Mr. Rhodri Morgan (Cardiff, West) : While I accept that there is no question about the academic credentials of Mr. Jones, surely they are no higher than those of Dr. Stuart Noakes, who reported in similar circumstances for the residents action groups. That was paid for by the Cardiff Bay development corporation, but commissioned by the residents action groups against the barrage and the Cardiff Bay development corporation, which together set out the terms of reference. Dr. Noakes came out with critical comments about the likelihood that studies done so far by the hydrogeologist commissioned by the Cardiff Bay development corporation did not give any guarantee against flooding. The one thing that is missing from Glyn Jones's report is any mention of the exact terms of reference.

Mr. Michael : I have undertaken to give my hon. Friend a copy of the terms of reference, and I managed to locate them this evening.
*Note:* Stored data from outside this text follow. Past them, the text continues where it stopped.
//! Error sweep over the interval
//!
//! Sample points are `left + k·step` for k = 0, 1, ... while the point is
//! strictly below `right`. Points are computed from k rather than by
//! accumulating `step`, so the k-th point does not drift.

use std::collections::HashMap;
use std::fmt::Write as _;
use std::time::Instant;

use crate::approximation::{ApproximationEngine, ProjectionRule};
use crate::equation::ProblemConfiguration;
use crate::error::{FredholmError, Result};

/// The default step is the grid spacing divided by this factor
pub const SWEEP_REFINEMENT: usize = 10;

// =================================================================================================
// Settings
// =================================================================================================

/// Sampling step of the sweep
#[derive(Debug, Clone, Copy, PartialEq)]
pub struct SweepSettings {
    pub step: f64,
}

impl SweepSettings {
    pub fn new(step: f64) -> Self {
        Self { step }
    }

    /// (right − left) / N / 10
    pub fn default_for(config: &ProblemConfiguration) -> Self {
        Self::new(config.step() / SWEEP_REFINEMENT as f64)
    }

    pub fn validate(&self) -> Result<()> {
        if !self.step.is_finite() || self.step <= 0.0 {
            return Err(FredholmError::configuration(format!(
                "Sweep step must be positive, got {}",
                self.step
            )));
        }
        Ok(())
    }

    /// Sample points of `[left, right)`
    pub fn points(&self, left: f64, right: f64) -> Vec<f64> {
        (0_u64..)
            .map(|k| left + k as f64 * self.step)
            .take_while(|&p| p < right)
            .collect()
    }
}

// =================================================================================================
// Report
// =================================================================================================

/// One sampled point
#[derive(Debug, Clone, Copy, PartialEq)]
pub struct SweepRow {
    pub point: f64,
    pub exact: f64,
    pub approximation: f64,
    pub sloan: f64,
    pub error: f64,
    pub sloan_error: f64,
}

/// Result of a sweep
#[derive(Debug, Clone)]
pub struct SweepReport {
    pub rule: ProjectionRule,
    pub equation: String,
    pub grid_points: usize,
    pub epsilon: f64,
    pub interval: (f64, f64),
    pub step: f64,
    pub rows: Vec<SweepRow>,
    metadata: HashMap<String, String>,
}

impl SweepReport {
    pub fn len(&self) -> usize {
        self.rows.len()
    }

    pub fn is_empty(&self) -> bool {
        self.rows.is_empty()
    }

    /// Largest |u − direct approximation|, 0 for an empty sweep
    pub fn max_error(&self) -> f64 {
        self.rows.iter().fold(0.0, |acc, row| acc.max(row.error))
    }

    /// Largest |u − Sloan approximation|, 0 for an empty sweep
    pub fn max_sloan_error(&self) -> f64 {
        self.rows.iter().fold(0.0, |acc, row| acc.max(row.sloan_error))
    }

    pub fn points(&self) -> Vec<f64> {
        self.rows.iter().map(|row| row.point).collect()
    }

    /// Add metadata entry
    pub fn add_metadata(&mut self, key: &str, value: &str) {
        self.metadata.insert(key.to_string(), value.to_string());
    }

    pub fn metadata(&self) -> &HashMap<String, String> {
        &self.metadata
    }

    /// Six-column text table: point, exact, direct, Sloan, both errors
    pub fn table(&self) -> String {
        let mut out = String::new();
        out.push_str("Point  Value   Appr    ApprSloan   Error    SloanError\n");
        out.push_str("---------------------------------------------------------\n");
        for row in &self.rows {
            // Writing into a String cannot fail
            let _ = writeln!(
                out,
                "{:.2}  {:.5} {:.5}  {:.5}    {:.5}    {:.5}",
                row.point, row.exact, row.approximation, row.sloan, row.error, row.sloan_error
            );
        }
        out
    }
}

// =================================================================================================
// Sweep
// =================================================================================================

/// Solve once, then evaluate both reconstructions at every sample point
///
/// # Errors
///
/// - `Configuration`: non-positive step, or the equation has no exact solution
/// - anything [`ApproximationEngine::solve`] returns
pub fn run_sweep(engine: &ApproximationEngine, settings: &SweepSettings) -> Result<SweepReport> {
    // ====== Step 1: Validation ======

    settings.validate()?;

    let config = engine.config();
    let equation = engine.equation();
    if equation.exact_solution(config.left).is_none() {
        return Err(FredholmError::configuration(format!(
            "Equation '{}' has no exact solution to compare against",
            equation.name()
        )));
    }

    // ====== Step 2: Solve ======

    let start = Instant::now();
    let solution = engine.solve()?;

    // ====== Step 3: Sample ======

    let points = settings.points(config.left, config.right);
    let mut rows = Vec::with_capacity(points.len());
    for point in points {
        let exact = equation.exact_solution(point).ok_or_else(|| {
            FredholmError::configuration(format!(
                "Equation '{}' has no exact solution at {}",
                equation.name(),
                point
            ))
        })?;
        let approximation = solution.approximate_at(point);
        let sloan = solution.sloan_approximate_at(point);

        rows.push(SweepRow {
            point,
            exact,
            approximation,
            sloan,
            error: (exact - approximation).abs(),
            sloan_error: (exact - sloan).abs(),
        });
    }

    // ====== Step 4: Build Report ======

    let mut report = SweepReport {
        rule: config.rule,
        equation: equation.name().to_string(),
        grid_points: config.grid_points,
        epsilon: config.epsilon,
        interval: (config.left, config.right),
        step: settings.step,
        rows,
        metadata: HashMap::new(),
    };
    for (key, value) in solution.metadata() {
        report.add_metadata(key, value);
    }
    report.add_metadata("regularization", &config.regularization.to_string());

    log::info!(
        "Sweep of {} points ({}): max error {:e}, max Sloan error {:e} in {:?}",
        report.len(),
        config.rule,
        report.max_error(),
        report.max_sloan_error(),
        start.elapsed()
    );

    Ok(report)
}

// =================================================================================================
// Tests
// =================================================================================================
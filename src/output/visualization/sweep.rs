//! Plots of sweep results
//!
//! # Available functions
//!
//! - [`plot_sweep`]        : exact solution, direct and Sloan approximations vs s
//! - [`plot_sweep_errors`] : |u − approximation| and |u − Sloan| vs s
//!
//! The backend is chosen from the file extension: `.svg` writes a vector
//! image, anything else a bitmap.
//!
//! # Usage
//!
//! ```rust,ignore
//! use fredholm_rs::output::visualization::{plot_sweep, plot_sweep_errors, PlotConfig};
//!
//! let report = run_sweep(&engine, &SweepSettings::default_for(engine.config()))?;
//! plot_sweep(&report, "solution.png", None)?;
//! plot_sweep_errors(&report, "errors.svg", Some(&PlotConfig::errors("Averaging")))?;
//! ```

use plotters::prelude::*;
use std::error::Error;

use super::config::{PlotConfig, NO_TITLE};
use crate::experiment::SweepReport;

/// One named curve
struct Series<'a> {
    label: &'a str,
    values: Vec<f64>,
}

// =================================================================================================
// Public API
// =================================================================================================

/// Plot the exact solution and both reconstructions over the sweep points
///
/// # Errors
///
/// Returns `Err` for an empty report or if the backend cannot write to
/// `output_path`.
pub fn plot_sweep(
    report: &SweepReport,
    output_path: &str,
    config: Option<&PlotConfig>,
) -> Result<(), Box<dyn Error>> {
    let default_config = PlotConfig::sweep(format!("{}, N = {}", report.rule, report.grid_points));
    let config = config.unwrap_or(&default_config);

    let series = [
        Series { label: "Exact", values: report.rows.iter().map(|r| r.exact).collect() },
        Series { label: "Direct", values: report.rows.iter().map(|r| r.approximation).collect() },
        Series { label: "Sloan", values: report.rows.iter().map(|r| r.sloan).collect() },
    ];

    plot_series(report, &series, output_path, config)
}

/// Plot both pointwise errors over the sweep points
///
/// # Errors
///
/// Returns `Err` for an empty report or if the backend cannot write to
/// `output_path`.
pub fn plot_sweep_errors(
    report: &SweepReport,
    output_path: &str,
    config: Option<&PlotConfig>,
) -> Result<(), Box<dyn Error>> {
    let default_config = PlotConfig::errors(NO_TITLE);
    let config = config.unwrap_or(&default_config);

    let series = [
        Series { label: "Direct error", values: report.rows.iter().map(|r| r.error).collect() },
        Series { label: "Sloan error", values: report.rows.iter().map(|r| r.sloan_error).collect() },
    ];

    plot_series(report, &series, output_path, config)
}

// =================================================================================================
// Rendering
// =================================================================================================

fn plot_series(
    report: &SweepReport,
    series: &[Series<'_>],
    output_path: &str,
    config: &PlotConfig,
) -> Result<(), Box<dyn Error>> {
    if report.is_empty() {
        return Err("Empty data: the sweep has no points".into());
    }

    let points = report.points();
    let (left, right) = report.interval;

    let (mut lower, mut upper) = series
        .iter()
        .flat_map(|s| s.values.iter().copied())
        .fold((f64::INFINITY, f64::NEG_INFINITY), |(lo, hi), v| (lo.min(v), hi.max(v)));
    if !lower.is_finite() || !upper.is_finite() {
        return Err("Invalid data: NaN or Inf detected in sweep".into());
    }
    let pad = ((upper - lower) * 0.05).max(1e-10);
    lower -= pad;
    upper += pad;

    let ext = std::path::Path::new(output_path)
        .extension()
        .and_then(|s| s.to_str())
        .unwrap_or("png");

    match ext {
        "svg" => {
            let backend = SVGBackend::new(output_path, (config.width, config.height));
            plot_series_impl(backend, &points, series, config, (left, right), (lower, upper))
        }
        _ => {
            let backend = BitMapBackend::new(output_path, (config.width, config.height));
            plot_series_impl(backend, &points, series, config, (left, right), (lower, upper))
        }
    }
}

fn plot_series_impl<DB: DrawingBackend>(
    backend: DB,
    points: &[f64],
    series: &[Series<'_>],
    config: &PlotConfig,
    x_range: (f64, f64),
    y_range: (f64, f64),
) -> Result<(), Box<dyn Error>>
where
    DB::ErrorType: 'static,
{
    let root = backend.into_drawing_area();
    root.fill(&config.background)?;

    let mut builder = ChartBuilder::on(&root);
    if config.show_caption {
        builder.caption(&config.title, ("sans-serif", 40).into_font());
    }

    let mut chart = builder
        .margin(15)
        .x_label_area_size(45)
        .y_label_area_size(70)
        .build_cartesian_2d(x_range.0..x_range.1, y_range.0..y_range.1)?;

    if config.show_grid {
        chart
            .configure_mesh()
            .x_desc(&config.xlabel)
            .y_desc(&config.ylabel)
            .x_label_formatter(&|x| format!("{:.2}", x))
            .y_label_formatter(&|y| format!("{:.2e}", y))
            .draw()?;
    }

    for (k, curve) in series.iter().enumerate() {
        let color = config.get_series_color(k);
        let width = config.line_width;

        chart
            .draw_series(LineSeries::new(
                points.iter().zip(curve.values.iter()).map(|(p, v)| (*p, *v)),
                color.stroke_width(width),
            ))?
            .label(curve.label)
            .legend(move |(x, y)| PathElement::new(vec![(x, y), (x + 20, y)], color.stroke_width(width)));
    }

    if config.show_legend {
        chart
            .configure_series_labels()
            .background_style(&config.background.mix(0.8))
            .border_style(&BLACK)
            .draw()?;
    }

    root.present()?;
    Ok(())
}

// =================================================================================================
// Tests
// =================================================================================================

#[cfg(test)]
mod tests {
    use super::*;
    use crate::approximation::{ApproximationEngine, ProjectionRule};
    use crate::equation::ProblemConfiguration;
    use crate::experiment::{run_sweep, SweepSettings};
    use tempfile::NamedTempFile;

    fn report() -> SweepReport {
        let config = ProblemConfiguration::reference()
            .with_grid_points(5)
            .with_rule(ProjectionRule::Projection);
        let engine = ApproximationEngine::new(config).unwrap();
        run_sweep(&engine, &SweepSettings::new(0.05)).unwrap()
    }

    #[test]
    fn test_plot_sweep_png() {
        let tmp = NamedTempFile::new().unwrap();
        let path = tmp.path().with_extension("png");
        let path = path.to_str().unwrap();

        plot_sweep(&report(), path, None).unwrap();
        assert!(std::path::Path::new(path).exists());
        std::fs::remove_file(path).ok();
    }

    #[test]
    fn test_plot_errors_svg() {
        let tmp = NamedTempFile::new().unwrap();
        let path = tmp.path().with_extension("svg");
        let path = path.to_str().unwrap();

        let mut config = PlotConfig::errors("Projection, N = 5");
        config.show_legend = false;
        plot_sweep_errors(&report(), path, Some(&config)).unwrap();

        let content = std::fs::read_to_string(path).unwrap();
        assert!(content.contains("<svg"));
        std::fs::remove_file(path).ok();
    }

    #[test]
    fn test_plot_curves_only_png() {
        let tmp = NamedTempFile::new().unwrap();
        let path = tmp.path().with_extension("png");
        let path = path.to_str().unwrap();

        let config = PlotConfig::sweep(NO_TITLE).curves_only();
        plot_sweep(&report(), path, Some(&config)).unwrap();
        assert!(std::fs::metadata(path).unwrap().len() > 0);
        std::fs::remove_file(path).ok();
    }

    #[test]
    fn test_empty_report_rejected() {
        let mut empty = report();
        empty.rows.clear();
        let tmp = NamedTempFile::new().unwrap();
        let path = tmp.path().with_extension("png");
        assert!(plot_sweep(&empty, path.to_str().unwrap(), None).is_err());
    }
}
//! Common utilities for integration tests

pub mod mock_equations;
pub mod test_helpers;

// Re-export commonly used items
pub use mock_equations::{ConstantKernel, ExponentialKernel};
pub use test_helpers::{engine_for, max_errors, reference_engine, sample_points};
My desk, like his, tends to be a minefield.

The report will be available to the Special Standing Committee, and I assure my hon. Friend the Member for Cardiff, West that it was done on the basis of tests to destruction, and that all the evidence and the worst possible solutions would be made publicly available. I do not accept his comparison of the expertise, but the Committee will be able to consider that.

My hon. Friend the Member for Cardiff, West knows that little difference was left between Dr. Noakes and the experts who acted on behalf of the development corporation, by the end of the House of Lords' consideration of the report.

I have a reference for Glyn Jones's expertise from Sir James Lighthill, the former principal of University college, London, which says :

"Scientists from all over the world come to study hydrogeology with Glyn Jones, returning with a master of science degree in the subject, which is internationally recognised as a guarantee of excellence and sound knowledge in this field."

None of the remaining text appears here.